Yeah, I still like mine enough to keep it. I haven't screwed up a pork butt yet. All the food has been awesome off of it. The pizza oven is one of the coolest cooking things I own.
I'm currently thawing a twin pack of butts to do this weekend. I also have 2 air probes for a Thermoworks smoke. I'm going to watch it closely and try to get the temps balanced side to side and accurate to what the set temp. If I can do that, then smoke something else in a week or 2 and have everything the same I will like it more. I will report back.


----------



## winsa12 (Aug 26, 2019)

radio said:


> Here is what I did ro address the temp difference issue. Using dual probes, i kept moving the deflector a bit at a time until temps on both sides were as close as i could get them which was about a 5 degree difference.
> I removed the grates and heat shields and made a gauge out of flat copper that I leave inside the grill to space the deflector back where it was when i clean the bottom
> 
> 
> ...


Have you ever checked the temp side to side since you made this tool? In my cook last weekend I got the temp perfect side to side. After I opened and closed the cover I could never get it to be close, eventually I was 100 degrees higher on the right side.


----------



## Jabiru (Aug 27, 2019)

From my experience: I’ve put through about 50 bags of pellets - Jim Bowie Prime, never had an issue. 

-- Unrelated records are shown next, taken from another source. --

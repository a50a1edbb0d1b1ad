// SPDX-License-Identifier: MIT

//! Two-layer token codec.
//!
//! An issued token is an HS256-signed outer envelope `{iat, exp, data}`
//! whose `data` claim is the base64 of the AES-encrypted inner credential,
//! itself an HS256 JWT carrying `sub` and the subject's profile claims.
//! One shared key drives both MAC layers and the cipher; splitting the key
//! would invalidate every outstanding token.
//!
//! The inner credential has no expiry of its own; the outer envelope
//! bounds its lifetime.

use crate::crypto::{self, CryptoError};
use base64::{engine::general_purpose::STANDARD as BASE64, Engine as _};
use chrono::Utc;
use jsonwebtoken::{
    decode, encode, Algorithm, DecodingKey, EncodingKey, Header, Validation,
};
use serde::{Deserialize, Serialize};
use serde_json::Value;

/// Token verification/issuance failures.
///
/// The gate collapses all of these into one generic response; the variants
/// exist for internal logs and tests.
#[derive(Debug, Clone, PartialEq, Eq, thiserror::Error)]
pub enum TokenError {
    #[error("Shared key has an invalid length")]
    InvalidKeyLength,

    #[error("Inner credential decryption failed")]
    DecryptionFailed,

    #[error("Malformed token envelope")]
    MalformedEnvelope,

    #[error("Invalid envelope signature")]
    InvalidSignature,

    #[error("Invalid inner credential signature")]
    InvalidInnerSignature,

    #[error("Token expired")]
    Expired,

    #[error("Inner credential carries no subject")]
    MissingSubject,

    #[error("No token presented")]
    NoToken,
}

impl From<CryptoError> for TokenError {
    fn from(e: CryptoError) -> Self {
        match e {
            CryptoError::InvalidKeyLength => TokenError::InvalidKeyLength,
            CryptoError::DecryptionFailed => TokenError::DecryptionFailed,
        }
    }
}

/// Outer envelope claims.
#[derive(Debug, Serialize, Deserialize)]
struct EnvelopeClaims {
    /// Issued at (Unix timestamp)
    iat: i64,
    /// Expiration time (Unix timestamp)
    exp: i64,
    /// base64 of the encrypted inner credential
    data: String,
}

/// Result of a successful verification.
#[derive(Debug, Clone)]
pub struct VerifiedToken {
    /// Subject id from the inner credential
    pub sub: String,
    /// The recovered inner JWT text, verbatim
    pub inner_token: String,
    /// Full inner claim set
    pub claims: serde_json::Map<String, Value>,
}

/// Issues and verifies two-layer tokens under one shared key.
#[derive(Clone)]
pub struct TokenCodec {
    key: Vec<u8>,
    ttl_hours: i64,
}

impl TokenCodec {
    pub fn new(key: Vec<u8>, ttl_hours: i64) -> Self {
        Self { key, ttl_hours }
    }

    /// Issue a token over `inner_claims` with the configured TTL.
    pub fn issue(&self, inner_claims: &Value) -> Result<String, TokenError> {
        self.issue_with_ttl(inner_claims, self.ttl_hours)
    }

    /// Issue a token with an explicit TTL in hours.
    pub fn issue_with_ttl(&self, inner_claims: &Value, ttl_hours: i64) -> Result<String, TokenError> {
        let inner_jwt = encode(
            &Header::new(Algorithm::HS256),
            inner_claims,
            &EncodingKey::from_secret(&self.key),
        )
        .map_err(|_| TokenError::MalformedEnvelope)?;

        let ciphertext = crypto::encrypt(inner_jwt.as_bytes(), &self.key)?;
        let data = BASE64.encode(ciphertext);

        let now = Utc::now().timestamp();
        let claims = EnvelopeClaims {
            iat: now,
            exp: now + ttl_hours * 3600,
            data,
        };

        encode(
            &Header::new(Algorithm::HS256),
            &claims,
            &EncodingKey::from_secret(&self.key),
        )
        .map_err(|_| TokenError::MalformedEnvelope)
    }

    /// Verify a token and recover the subject and inner claims.
    ///
    /// The order is fixed: envelope signature and expiry first, then
    /// decryption, then the inner signature. Nothing past a failed step
    /// runs.
    pub fn verify(&self, wire: &str) -> Result<VerifiedToken, TokenError> {
        // 1. Outer envelope: signature + expiry.
        let mut outer_validation = Validation::new(Algorithm::HS256);
        outer_validation.leeway = 0;

        let envelope = decode::<EnvelopeClaims>(
            wire,
            &DecodingKey::from_secret(&self.key),
            &outer_validation,
        )
        .map_err(|e| match e.kind() {
            jsonwebtoken::errors::ErrorKind::ExpiredSignature => TokenError::Expired,
            jsonwebtoken::errors::ErrorKind::InvalidSignature => TokenError::InvalidSignature,
            _ => TokenError::MalformedEnvelope,
        })?;

        // 2. Recover the inner credential.
        let ciphertext = BASE64
            .decode(&envelope.claims.data)
            .map_err(|_| TokenError::MalformedEnvelope)?;
        let inner_bytes = crypto::decrypt(&ciphertext, &self.key)?;
        let inner_token =
            String::from_utf8(inner_bytes).map_err(|_| TokenError::DecryptionFailed)?;

        // 3. Inner credential: signature only, no expiry requirement.
        let mut inner_validation = Validation::new(Algorithm::HS256);
        inner_validation.validate_exp = false;
        inner_validation.validate_aud = false;
        inner_validation.required_spec_claims.clear();

        let inner = decode::<Value>(
            &inner_token,
            &DecodingKey::from_secret(&self.key),
            &inner_validation,
        )
        .map_err(|_| TokenError::InvalidInnerSignature)?;

        // 4. Subject extraction.
        let claims = match inner.claims {
            Value::Object(map) => map,
            _ => return Err(TokenError::MissingSubject),
        };
        let sub = claims
            .get("sub")
            .and_then(Value::as_str)
            .ok_or(TokenError::MissingSubject)?
            .to_string();

        Ok(VerifiedToken {
            sub,
            inner_token,
            claims,
        })
    }
}

#[cfg(test)]
mod tests {
    use super::*;
    use serde_json::json;

    fn codec() -> TokenCodec {
        TokenCodec::new(crate::config::DEFAULT_SHARED_KEY.to_vec(), 72)
    }

    #[test]
    fn test_issue_verify_roundtrip() {
        let claims = json!({
            "sub": "subject-42",
            "email": "someone@example.com",
            "nickname": "someone",
        });
        let wire = codec().issue(&claims).unwrap();

        // Three dot-separated segments on the wire.
        assert_eq!(wire.split('.').count(), 3);

        let verified = codec().verify(&wire).unwrap();
        assert_eq!(verified.sub, "subject-42");
        assert_eq!(
            verified.claims.get("email").unwrap().as_str().unwrap(),
            "someone@example.com"
        );
        // The recovered inner credential is itself a three-segment JWT.
        assert_eq!(verified.inner_token.split('.').count(), 3);
    }

    #[test]
    fn test_expired_envelope_rejected() {
        let wire = codec()
            .issue_with_ttl(&json!({"sub": "s"}), -1)
            .unwrap();
        assert_eq!(codec().verify(&wire).unwrap_err(), TokenError::Expired);
    }

    #[test]
    fn test_missing_subject() {
        let wire = codec().issue(&json!({"email": "x@y.z"})).unwrap();
        assert_eq!(
            codec().verify(&wire).unwrap_err(),
            TokenError::MissingSubject
        );
    }

    #[test]
    fn test_non_string_subject() {
        let wire = codec().issue(&json!({"sub": 115})).unwrap();
        assert_eq!(
            codec().verify(&wire).unwrap_err(),
            TokenError::MissingSubject
        );
    }
}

Got the pizza attachment and it’s works very well, I just need to get it a bit more tweaked, following the instructions it seemed to hot and burnt my first pizza in about 30 seconds.

Small amount, large amounts, All the food comes out awesome from the feedback I receive and my opinion. I’ve cooked everything in it.


----------



## SlowmotionQue (Aug 27, 2019)

winsa12 said:


> Yeah, I still like mine enough to keep it. I haven't screwed up a pork butt yet. All the food has been awesome off of it. The pizza oven is one of the coolest cooking things I own.
> I'm currently thawing a twin pack of butts to do this weekend. I also have 2 air probes for a Thermoworks smoke. I'm going to watch it closely and try to get the temps balanced side to side and accurate to what the set temp. If I can do that, then smoke something else in a week or 2 and have everything the same I will like it more. I will report back.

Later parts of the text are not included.